Davide si strinse nelle spalle. Certo che lo faceva incazzare, ma che poteva farci? Niccolò era fatto così: cinico ed arrivista. Il lavoro era il suo solo apparente interesse, donne a parte. Ci si buttava a capofitto con meticoloso impegno, sacrificando tutto il resto. In fondo non era solo per le scappatelle extraconiugali che sua moglie Erica lo aveva lasciato e si era trasferita in Inghilterra, portandosi dietro i loro due figli.
Già, Niccolò era un fottuto egoista, però non era sempre stato così. Tutti loro avevano dovuto costruirsi un muro dietro al quale rifugiarsi dopo la morte della madre, solo che Niccolò se l’era fatto più alto e più robusto.
«E adesso va a finire che perdo anche te...» aggiunse dopo un po’ Melissa, riscuotendolo dalle sue elucubrazioni.
«E dai, Melissa, ne abbiamo già parlato. Non è detto che io decida di trasferirmi definitivamente in Emilia Romagna. Non so nemmeno dove si trovi Mestrieri, figurati. Ho solo bisogno di starmene per conto mio per un po’ di tempo.»
«Sì, ma perché?»
«Non sto attraversando un bel momento, tutto qui» tagliò corto lui.
«Per via di Sara?»
«Anche...»
«Mi dirai mai cosa è successo tra voi?»
«Lo farò, ma non ora.»
«Perché?» sospirò esacerbata lei.
«Perché è una faccenda delicata che riguarda solo me e lei e che non abbiamo ancora chiarito del tutto tra di noi. Quando succederà, ti prometto che tu sarai la prima a sapere come stanno le cose.»
«Quindi ci sono buone probabilità che vi rimettiate insieme?»
«Melissa...»
«Lo sai che Sara è come una sorella, per me.»
«Smettila, Melissa, ti prego... Senti, oggi per me è una giornata particolarmente stressante. Sai quanto mi costi affrontare un viaggio in macchina in pieno giorno, per non parlare di tutto il resto. È agosto, fa un fottuto caldo e io indosso guanti e maglione. Devo sembrare uno squilibrato e infatti ho gli occhi di tutti puntati addosso, il che, credimi, è piuttosto umiliante. Come se non bastasse sudo come un maiale e la crema protettiva comincia a venire via perciò ti prego, ti supplico, non complicarmi ulteriormente le cose. Non parliamone più, non oggi. D’accordo?»

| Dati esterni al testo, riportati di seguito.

//! Product form rendering

use super::field_renderer::{draw_chips, draw_field, draw_help_text, Chip, FIELD_HEIGHT};
use crate::platform::SUBMIT_SHORTCUT;
use crate::schema::{CATEGORIES, FIELD_CATEGORY, FIELD_IMAGES, FIELD_TAGS, TAGS};
use crate::state::{Form, ListState, ProductControl, ProductForm, Value};
use crate::ui::components::{render_button, BUTTON_HEIGHT};
use ratatui::{
    layout::{Constraint, Direction, Layout, Rect},
    style::{Color, Modifier, Style},
    text::{Line, Span},
    widgets::{Block, Borders, Paragraph, Wrap},
    Frame,
};

/// Draw the product form in two columns
pub fn draw_product(frame: &mut Frame, area: Rect, form: &ProductForm, busy: bool) {
    let block = Block::default()
        .title(" Product information ")
        .borders(Borders::ALL)
        .border_style(Style::default().fg(Color::Cyan));
    let inner = block.inner(area);
    frame.render_widget(block, area);

    let rows = Layout::default()
        .direction(Direction::Vertical)
        .constraints([
            Constraint::Min(0),                // Columns
            Constraint::Length(BUTTON_HEIGHT), // Submit
            Constraint::Length(1),             // Help text
        ])
        .split(inner);

    let columns = Layout::default()
        .direction(Direction::Horizontal)
        .constraints([Constraint::Percentage(50), Constraint::Percentage(50)])
        .split(rows[0]);

    let left = Layout::default()
        .direction(Direction::Vertical)
        .constraints([
            Constraint::Length(FIELD_HEIGHT), // Product name
            Constraint::Length(FIELD_HEIGHT), // SKU
            Constraint::Length(FIELD_HEIGHT), // Category
            Constraint::Min(FIELD_HEIGHT),    // Description
        ])
        .split(columns[0]);

    let right = Layout::default()
        .direction(Direction::Vertical)
        .constraints([
            Constraint::Min(FIELD_HEIGHT),    // Images
            Constraint::Length(FIELD_HEIGHT), // Tags
            Constraint::Length(FIELD_HEIGHT), // Price
            Constraint::Length(FIELD_HEIGHT), // Stock quantity
        ])
        .split(columns[1]);

    let active = form.active_control();
    let session = &form.session;

    draw_field(
        frame,
        left[0],
        &form.product_name,
        session,
        active == ProductControl::ProductName,
    );
    draw_field(frame, left[1], &form.sku, session, active == ProductControl::Sku);
    draw_category(frame, left[2], form, active == ProductControl::Category);
    draw_field(
        frame,
        left[3],
        &form.description,
        session,
        active == ProductControl::Description,
    );

    draw_images(frame, right[0], form, active == ProductControl::Images);
    draw_tags(frame, right[1], form, active == ProductControl::Tags);
    draw_field(frame, right[2], &form.price, session, active == ProductControl::Price);
    draw_field(
        frame,
        right[3],
        &form.stock_quantity,
        session,
        active == ProductControl::StockQuantity,
    );

    let label = if busy { "Saving…" } else { "Save product" };
    render_button(frame, rows[1], label, form.is_submit_active(), !busy);

    draw_help_text(frame, rows[2], &help_text(active));
}

fn help_text(active: ProductControl) -> String {
    let specific = match active {
        ProductControl::Category => "←/→:choose  Enter:select",
        ProductControl::Tags => "←/→:choose  Space:toggle",
        ProductControl::Images => "a:add  ←/→:select  x:remove",
        ProductControl::Submit => "Enter:save",
        _ => "type to edit",
    };
    format!("Tab:next  {specific}  {SUBMIT_SHORTCUT}:save  F2:sign in")
}

fn draw_category(frame: &mut Frame, area: Rect, form: &ProductForm, is_active: bool) {
    let current = match form.session.value(FIELD_CATEGORY) {
        Some(Value::Text(s)) => s.as_str(),
        _ => "",
    };
    let chips: Vec<Chip> = CATEGORIES
        .iter()
        .map(|c| Chip {
            label: c,
            selected: *c == current,
        })
        .collect();
    let label = form
        .session
        .schema()
        .field(FIELD_CATEGORY)
        .map_or("Category", |f| f.label);
    draw_chips(
        frame,
        area,
        label,
        &chips,
        is_active.then_some(form.category_cursor),
        form.session.field_view(FIELD_CATEGORY).as_ref(),
    );
}

fn draw_tags(frame: &mut Frame, area: Rect, form: &ProductForm, is_active: bool) {
    let selected = form.session.values().tags(FIELD_TAGS).ok();
    let chips: Vec<Chip> = TAGS
        .iter()
        .map(|t| Chip {
            label: t,
            selected: selected.is_some_and(|set| set.contains(*t)),
        })
        .collect();
    let label = form
        .session
        .schema()
        .field(FIELD_TAGS)
        .map_or("Tags", |f| f.label);
    draw_chips(
        frame,
        area,
        label,
        &chips,
        is_active.then_some(form.tag_cursor),
        form.session.field_view(FIELD_TAGS).as_ref(),
    );
}

fn draw_images(frame: &mut Frame, area: Rect, form: &ProductForm, is_active: bool) {
    let Ok(images) = form.session.values().images(FIELD_IMAGES) else {
        return;
    };
    let view = form.session.field_view(FIELD_IMAGES);
    let has_error = view.as_ref().is_some_and(|v| v.error.is_some());

    let chunks = Layout::default()
        .direction(Direction::Vertical)
        .constraints([Constraint::Min(0), Constraint::Length(1)])
        .split(area);

    let mut lines: Vec<Line> = images
        .iter()
        .enumerate()
        .map(|(idx, entry)| {
            let name = entry
                .item
                .uri
                .rsplit('/')
                .next()
                .and_then(|s| s.split('?').next())
                .unwrap_or(&entry.item.uri);
            let style = if is_active && idx == form.image_cursor() {
                Style::default()
                    .fg(Color::Black)
                    .bg(Color::Cyan)
                    .add_modifier(Modifier::BOLD)
            } else {
                Style::default().fg(Color::Gray)
            };
            Line::from(Span::styled(format!("{}. {name}", idx + 1), style))
        })
        .collect();

    match images.state() {
        ListState::Empty => lines.push(Line::from(Span::styled(
            "No images yet. Press a to add one",
            Style::default().fg(Color::DarkGray),
        ))),
        ListState::Partial => lines.push(Line::from(Span::styled(
            "+ add",
            Style::default().fg(Color::DarkGray),
        ))),
        ListState::Full => {}
    }

    let border = if has_error {
        Color::Red
    } else if is_active {
        Color::Cyan
    } else {
        Color::DarkGray
    };
    let block = Block::default()
        .title(format!(" Images {}/{} ", images.len(), images.capacity()))
        .borders(Borders::ALL)
        .border_style(Style::default().fg(border));
    frame.render_widget(
        Paragraph::new(lines).wrap(Wrap { trim: true }).block(block),
        chunks[0],
    );

    if let Some(error) = view.as_ref().and_then(|v| v.error) {
        frame.render_widget(
            Paragraph::new(Span::styled(
                format!(" {}", error.message),
                Style::default().fg(Color::Red),
            )),
            chunks[1],
        );
    }
}
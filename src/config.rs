//! Configuration handling for the TUI

use crate::backend::DEFAULT_SIGN_IN_DELAY;
use crate::schema::LoginVariant;
use crate::state::View;
use crate::submit::DEFAULT_TIMEOUT;
use anyhow::Result;
use directories::ProjectDirs;
use serde::{Deserialize, Serialize};
use std::fs;
use std::path::{Path, PathBuf};
use std::time::Duration;

/// Overrides where saved products are written
pub const DATA_DIR_ENV: &str = "SHOPFORM_DATA_DIR";

/// User configuration for the TUI
#[derive(Debug, Clone, Serialize, Deserialize, Default)]
pub struct AppConfig {
    /// Screen shown at startup
    pub start_screen: Option<View>,
    /// Which sign-in form to show
    pub login_variant: Option<LoginVariant>,
    /// Upper bound for a single save call
    pub submit_timeout_secs: Option<u64>,
    /// Simulated sign-in round trip
    pub sign_in_delay_ms: Option<u64>,
    /// Where saved products are written
    pub data_dir: Option<PathBuf>,
}

impl AppConfig {
    fn project_dirs() -> Option<ProjectDirs> {
        ProjectDirs::from("io", "shopform", "shopform-tui")
    }

    /// Get the config file path
    fn config_path() -> Option<PathBuf> {
        Self::project_dirs().map(|dirs| dirs.config_dir().join("config.json"))
    }

    /// Load configuration from file, writing a default one on first run
    pub fn load() -> Result<Self> {
        match Self::config_path() {
            Some(path) => Self::load_from(&path),
            None => Ok(Self::default()),
        }
    }

    fn load_from(path: &Path) -> Result<Self> {
        if path.exists() {
            let content = fs::read_to_string(path)?;
            return Ok(serde_json::from_str(&content)?);
        }

        let config = Self::default();
        // Best effort
        match config.save(path) {
            Ok(()) => tracing::info!(path = %path.display(), "wrote default config"),
            Err(err) => tracing::warn!(
                path = %path.display(),
                error = %err,
                "could not write default config"
            ),
        }
        Ok(config)
    }

    /// Write configuration as pretty JSON, creating parent directories
    pub fn save(&self, path: &Path) -> Result<()> {
        if let Some(parent) = path.parent() {
            fs::create_dir_all(parent)?;
        }
        fs::write(path, serde_json::to_string_pretty(self)?)?;
        Ok(())
    }

    pub fn start_screen(&self) -> View {
        self.start_screen.unwrap_or_default()
    }

    pub fn login_variant(&self) -> LoginVariant {
        self.login_variant.unwrap_or_default()
    }

    pub fn submit_timeout(&self) -> Duration {
        self.submit_timeout_secs
            .map_or(DEFAULT_TIMEOUT, Duration::from_secs)
            .max(Duration::from_secs(1))
    }

    pub fn sign_in_delay(&self) -> Duration {
        self.sign_in_delay_ms
            .map_or(DEFAULT_SIGN_IN_DELAY, Duration::from_millis)
    }

    /// Data directory: env override, then config, then the platform data dir
    pub fn data_dir(&self) -> PathBuf {
        Self::resolve_data_dir(std::env::var_os(DATA_DIR_ENV).map(PathBuf::from), self)
    }

    fn resolve_data_dir(env: Option<PathBuf>, config: &AppConfig) -> PathBuf {
        env.or_else(|| config.data_dir.clone())
            .or_else(|| Self::project_dirs().map(|dirs| dirs.data_dir().to_path_buf()))
            .unwrap_or_else(|| PathBuf::from(".shopform"))
    }
}
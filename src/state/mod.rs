//! Application state module

mod app_state;
mod forms;

pub use app_state::*;
pub use forms::*;
//! Form rendering module
//!
//! - `field_renderer`: inputs, chip rows and their validation state
//! - `login_form`: sign-in screen
//! - `product_form`: product entry screen

mod field_renderer;
mod login_form;
mod product_form;

pub use login_form::draw_login;
pub use product_form::draw_product;
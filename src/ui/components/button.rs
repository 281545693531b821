//! Button component for TUI

use ratatui::{
    layout::{Alignment, Rect},
    style::{Color, Modifier, Style},
    widgets::{Block, Borders, Paragraph},
    Frame,
};

/// Button height in rows (top border + content + bottom border)
pub const BUTTON_HEIGHT: u16 = 3;

/// Border and text styles. A disabled button stays dim even when focused.
fn button_styles(is_focused: bool, is_enabled: bool) -> (Style, Style) {
    match (is_enabled, is_focused) {
        (false, _) => (
            Style::default().fg(Color::DarkGray),
            Style::default()
                .fg(Color::DarkGray)
                .add_modifier(Modifier::ITALIC),
        ),
        (true, true) => (
            Style::default().fg(Color::Cyan),
            Style::default()
                .fg(Color::Black)
                .bg(Color::Cyan)
                .add_modifier(Modifier::BOLD),
        ),
        (true, false) => (Style::default().fg(Color::Gray), Style::default()),
    }
}

/// Render a bordered, centered button
pub fn render_button(
    frame: &mut Frame,
    area: Rect,
    content: &str,
    is_focused: bool,
    is_enabled: bool,
) {
    let (border_style, text_style) = button_styles(is_focused, is_enabled);
    let paragraph = Paragraph::new(format!(" {content} "))
        .style(text_style)
        .alignment(Alignment::Center);
    let block = Block::default()
        .borders(Borders::ALL)
        .border_style(border_style);

    frame.render_widget(paragraph.block(block), area);
}
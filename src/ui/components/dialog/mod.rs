//! Dialog components for TUI

mod base;
mod notice_dialog;

pub use notice_dialog::render_notice_dialog;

Melissa tacque un lungo istante, impegnata a fissarlo con i suoi grandi ed espressivi occhi nocciola, nel tentativo di sondargli l’anima, penetrarlo in profondità, carpire i suoi pensieri e le sue emozioni, e Davide, temendo che potesse riuscirci, si ritrovò ad abbassare lo sguardo in un istintivo gesto di difesa.
«Va bene, Davide. Solo, per favore: non sparire del tutto» si arrese infine dopo un lungo, esacerbante silenzio.